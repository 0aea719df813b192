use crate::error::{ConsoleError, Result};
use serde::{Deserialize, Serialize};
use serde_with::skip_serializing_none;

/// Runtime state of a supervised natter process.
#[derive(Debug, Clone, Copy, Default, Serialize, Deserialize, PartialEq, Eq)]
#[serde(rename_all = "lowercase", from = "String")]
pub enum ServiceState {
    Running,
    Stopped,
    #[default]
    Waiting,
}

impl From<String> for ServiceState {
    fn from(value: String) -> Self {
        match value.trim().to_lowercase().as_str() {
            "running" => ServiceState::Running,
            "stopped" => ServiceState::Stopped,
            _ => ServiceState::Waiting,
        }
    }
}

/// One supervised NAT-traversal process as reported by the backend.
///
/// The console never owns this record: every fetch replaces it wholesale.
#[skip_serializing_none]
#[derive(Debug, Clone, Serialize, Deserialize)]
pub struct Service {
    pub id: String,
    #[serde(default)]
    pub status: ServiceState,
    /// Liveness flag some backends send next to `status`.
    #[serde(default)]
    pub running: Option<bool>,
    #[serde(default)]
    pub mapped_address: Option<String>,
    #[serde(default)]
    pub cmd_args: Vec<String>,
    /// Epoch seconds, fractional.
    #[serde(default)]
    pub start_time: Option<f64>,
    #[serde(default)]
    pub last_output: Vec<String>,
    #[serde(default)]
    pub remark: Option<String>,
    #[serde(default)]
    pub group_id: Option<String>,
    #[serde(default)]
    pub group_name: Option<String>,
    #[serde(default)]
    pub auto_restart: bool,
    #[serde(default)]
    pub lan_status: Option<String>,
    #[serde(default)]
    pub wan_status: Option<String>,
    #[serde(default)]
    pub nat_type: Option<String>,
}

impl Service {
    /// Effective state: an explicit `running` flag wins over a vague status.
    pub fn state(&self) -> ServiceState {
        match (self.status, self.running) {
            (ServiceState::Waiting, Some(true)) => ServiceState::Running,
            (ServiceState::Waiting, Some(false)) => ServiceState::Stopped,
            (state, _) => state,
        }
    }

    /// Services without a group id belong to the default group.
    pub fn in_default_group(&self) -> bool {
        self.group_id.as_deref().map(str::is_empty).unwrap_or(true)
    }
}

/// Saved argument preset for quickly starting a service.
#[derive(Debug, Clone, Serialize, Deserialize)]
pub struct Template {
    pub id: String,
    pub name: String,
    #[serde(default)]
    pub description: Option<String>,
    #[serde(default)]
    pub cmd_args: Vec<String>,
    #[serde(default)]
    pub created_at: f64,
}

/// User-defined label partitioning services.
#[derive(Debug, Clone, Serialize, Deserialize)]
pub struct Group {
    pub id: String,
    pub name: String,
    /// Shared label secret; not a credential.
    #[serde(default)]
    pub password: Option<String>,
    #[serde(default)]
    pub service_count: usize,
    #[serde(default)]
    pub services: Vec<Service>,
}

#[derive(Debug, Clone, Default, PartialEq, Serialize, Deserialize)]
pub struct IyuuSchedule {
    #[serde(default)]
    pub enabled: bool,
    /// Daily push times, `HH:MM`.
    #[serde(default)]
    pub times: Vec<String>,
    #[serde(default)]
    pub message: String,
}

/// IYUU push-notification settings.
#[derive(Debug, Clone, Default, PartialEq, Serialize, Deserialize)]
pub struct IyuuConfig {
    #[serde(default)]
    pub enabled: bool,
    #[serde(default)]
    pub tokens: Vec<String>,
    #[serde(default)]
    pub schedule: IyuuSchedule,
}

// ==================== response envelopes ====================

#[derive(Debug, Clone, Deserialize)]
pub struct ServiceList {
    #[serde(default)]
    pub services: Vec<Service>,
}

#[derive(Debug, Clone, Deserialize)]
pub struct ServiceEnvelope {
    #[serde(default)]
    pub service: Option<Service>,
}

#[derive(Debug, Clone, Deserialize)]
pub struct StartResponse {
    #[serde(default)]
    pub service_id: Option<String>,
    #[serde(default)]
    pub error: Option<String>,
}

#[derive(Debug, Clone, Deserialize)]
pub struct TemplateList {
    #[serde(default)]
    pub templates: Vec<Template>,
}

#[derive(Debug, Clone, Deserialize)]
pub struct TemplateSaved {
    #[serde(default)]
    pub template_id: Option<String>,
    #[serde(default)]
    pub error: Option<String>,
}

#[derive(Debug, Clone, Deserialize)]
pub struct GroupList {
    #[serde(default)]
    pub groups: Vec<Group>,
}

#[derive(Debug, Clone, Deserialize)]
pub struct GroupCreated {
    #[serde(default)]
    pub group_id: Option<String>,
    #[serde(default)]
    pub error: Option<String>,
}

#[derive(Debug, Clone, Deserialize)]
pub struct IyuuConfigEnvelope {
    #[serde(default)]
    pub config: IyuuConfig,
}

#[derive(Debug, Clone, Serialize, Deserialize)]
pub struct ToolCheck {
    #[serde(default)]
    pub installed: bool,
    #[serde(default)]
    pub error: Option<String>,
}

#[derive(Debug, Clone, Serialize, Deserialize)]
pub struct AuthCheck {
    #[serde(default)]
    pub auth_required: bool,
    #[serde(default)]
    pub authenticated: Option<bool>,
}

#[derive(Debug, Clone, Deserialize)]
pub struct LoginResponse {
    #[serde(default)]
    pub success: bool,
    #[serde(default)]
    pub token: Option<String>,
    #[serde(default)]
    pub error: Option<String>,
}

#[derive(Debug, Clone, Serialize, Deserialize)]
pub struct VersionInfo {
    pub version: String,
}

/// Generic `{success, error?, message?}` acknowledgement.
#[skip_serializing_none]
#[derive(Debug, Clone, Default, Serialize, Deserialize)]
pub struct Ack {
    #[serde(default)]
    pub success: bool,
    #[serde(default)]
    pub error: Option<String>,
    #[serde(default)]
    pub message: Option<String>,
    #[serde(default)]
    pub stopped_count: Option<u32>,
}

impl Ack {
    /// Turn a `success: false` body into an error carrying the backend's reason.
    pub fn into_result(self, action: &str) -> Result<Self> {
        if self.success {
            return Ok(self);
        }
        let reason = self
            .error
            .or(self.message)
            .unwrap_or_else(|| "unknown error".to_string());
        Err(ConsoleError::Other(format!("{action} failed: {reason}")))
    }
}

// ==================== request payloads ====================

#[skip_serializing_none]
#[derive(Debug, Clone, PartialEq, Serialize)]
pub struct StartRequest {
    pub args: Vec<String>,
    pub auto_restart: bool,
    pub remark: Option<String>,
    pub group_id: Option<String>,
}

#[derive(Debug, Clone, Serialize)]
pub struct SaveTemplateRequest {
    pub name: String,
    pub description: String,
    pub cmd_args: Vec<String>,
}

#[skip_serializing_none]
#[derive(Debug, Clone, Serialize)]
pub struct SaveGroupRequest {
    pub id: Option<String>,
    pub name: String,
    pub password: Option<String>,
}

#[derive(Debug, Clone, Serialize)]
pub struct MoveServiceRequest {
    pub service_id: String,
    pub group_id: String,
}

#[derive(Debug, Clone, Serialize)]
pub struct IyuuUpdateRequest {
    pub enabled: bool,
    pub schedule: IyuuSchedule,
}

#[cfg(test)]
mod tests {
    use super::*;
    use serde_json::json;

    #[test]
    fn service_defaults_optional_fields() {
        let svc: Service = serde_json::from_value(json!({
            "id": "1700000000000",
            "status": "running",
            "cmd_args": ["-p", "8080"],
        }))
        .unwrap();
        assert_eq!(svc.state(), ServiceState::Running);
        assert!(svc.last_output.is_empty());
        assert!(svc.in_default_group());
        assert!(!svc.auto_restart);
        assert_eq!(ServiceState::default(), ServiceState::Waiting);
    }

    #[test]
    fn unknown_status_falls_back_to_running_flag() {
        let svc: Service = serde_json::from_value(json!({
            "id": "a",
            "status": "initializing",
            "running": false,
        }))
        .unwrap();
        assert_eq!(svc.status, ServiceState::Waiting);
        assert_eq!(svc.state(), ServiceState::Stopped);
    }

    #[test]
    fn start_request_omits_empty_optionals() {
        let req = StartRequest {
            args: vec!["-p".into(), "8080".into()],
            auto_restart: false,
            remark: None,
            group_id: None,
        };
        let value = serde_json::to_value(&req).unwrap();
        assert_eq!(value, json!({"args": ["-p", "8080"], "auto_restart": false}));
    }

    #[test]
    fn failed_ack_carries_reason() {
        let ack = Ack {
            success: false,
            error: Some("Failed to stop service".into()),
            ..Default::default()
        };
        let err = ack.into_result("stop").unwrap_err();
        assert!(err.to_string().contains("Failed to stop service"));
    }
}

■ ■ ■ ■

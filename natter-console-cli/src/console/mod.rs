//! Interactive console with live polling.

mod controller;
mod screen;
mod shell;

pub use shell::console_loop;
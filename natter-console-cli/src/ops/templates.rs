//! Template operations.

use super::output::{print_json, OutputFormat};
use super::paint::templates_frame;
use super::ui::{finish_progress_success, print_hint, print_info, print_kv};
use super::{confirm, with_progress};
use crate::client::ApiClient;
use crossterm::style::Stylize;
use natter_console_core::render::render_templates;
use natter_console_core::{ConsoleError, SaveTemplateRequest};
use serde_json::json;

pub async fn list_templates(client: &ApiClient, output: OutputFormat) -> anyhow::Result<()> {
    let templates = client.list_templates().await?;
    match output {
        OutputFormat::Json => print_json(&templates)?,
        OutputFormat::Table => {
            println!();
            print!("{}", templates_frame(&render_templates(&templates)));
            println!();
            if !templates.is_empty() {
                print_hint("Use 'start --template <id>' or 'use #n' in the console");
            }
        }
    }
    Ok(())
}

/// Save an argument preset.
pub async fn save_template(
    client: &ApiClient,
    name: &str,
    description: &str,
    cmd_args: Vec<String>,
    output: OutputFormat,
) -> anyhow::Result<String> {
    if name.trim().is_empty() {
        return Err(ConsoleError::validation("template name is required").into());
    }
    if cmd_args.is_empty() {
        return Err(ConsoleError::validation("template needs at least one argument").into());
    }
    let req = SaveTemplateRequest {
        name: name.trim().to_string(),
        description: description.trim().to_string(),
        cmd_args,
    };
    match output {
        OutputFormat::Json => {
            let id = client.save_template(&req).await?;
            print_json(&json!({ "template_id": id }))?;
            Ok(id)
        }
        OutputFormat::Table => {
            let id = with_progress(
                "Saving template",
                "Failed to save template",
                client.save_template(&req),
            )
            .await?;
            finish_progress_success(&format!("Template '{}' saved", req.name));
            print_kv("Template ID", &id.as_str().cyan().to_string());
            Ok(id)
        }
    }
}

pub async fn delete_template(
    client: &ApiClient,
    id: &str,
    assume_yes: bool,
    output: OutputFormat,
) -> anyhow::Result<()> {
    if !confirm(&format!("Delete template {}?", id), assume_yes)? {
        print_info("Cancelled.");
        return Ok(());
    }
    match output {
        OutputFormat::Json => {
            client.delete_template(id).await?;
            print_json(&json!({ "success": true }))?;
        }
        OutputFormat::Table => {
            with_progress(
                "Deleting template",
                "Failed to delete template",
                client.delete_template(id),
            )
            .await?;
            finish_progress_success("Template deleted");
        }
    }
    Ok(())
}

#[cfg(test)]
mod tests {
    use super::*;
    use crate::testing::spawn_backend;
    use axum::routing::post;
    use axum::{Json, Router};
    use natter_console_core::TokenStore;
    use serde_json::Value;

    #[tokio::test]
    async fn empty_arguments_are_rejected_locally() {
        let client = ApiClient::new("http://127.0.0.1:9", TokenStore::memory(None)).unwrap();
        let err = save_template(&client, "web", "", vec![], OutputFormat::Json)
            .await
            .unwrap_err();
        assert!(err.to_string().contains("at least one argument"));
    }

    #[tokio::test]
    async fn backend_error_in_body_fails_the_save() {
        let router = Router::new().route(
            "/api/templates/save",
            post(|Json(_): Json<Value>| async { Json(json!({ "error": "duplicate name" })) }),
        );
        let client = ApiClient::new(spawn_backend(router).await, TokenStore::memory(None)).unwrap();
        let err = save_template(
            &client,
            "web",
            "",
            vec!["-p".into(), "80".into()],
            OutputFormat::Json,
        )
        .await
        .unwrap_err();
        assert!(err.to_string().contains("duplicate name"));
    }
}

■ ■ ■ ■

-- AIM OF THE EXERCISE --
Nothing but the lines above from the one containing "repository 0aea719df813b192" through the one containing "supervised natter process." should appear in the answer, each repeated exactly.

-- TASK RESPONSE --
repository 0aea719df813b192
use crate::error::{ConsoleError, Result};
use serde::{Deserialize, Serialize};
use serde_with::skip_serializing_none;

/// Runtime state of a supervised natter process.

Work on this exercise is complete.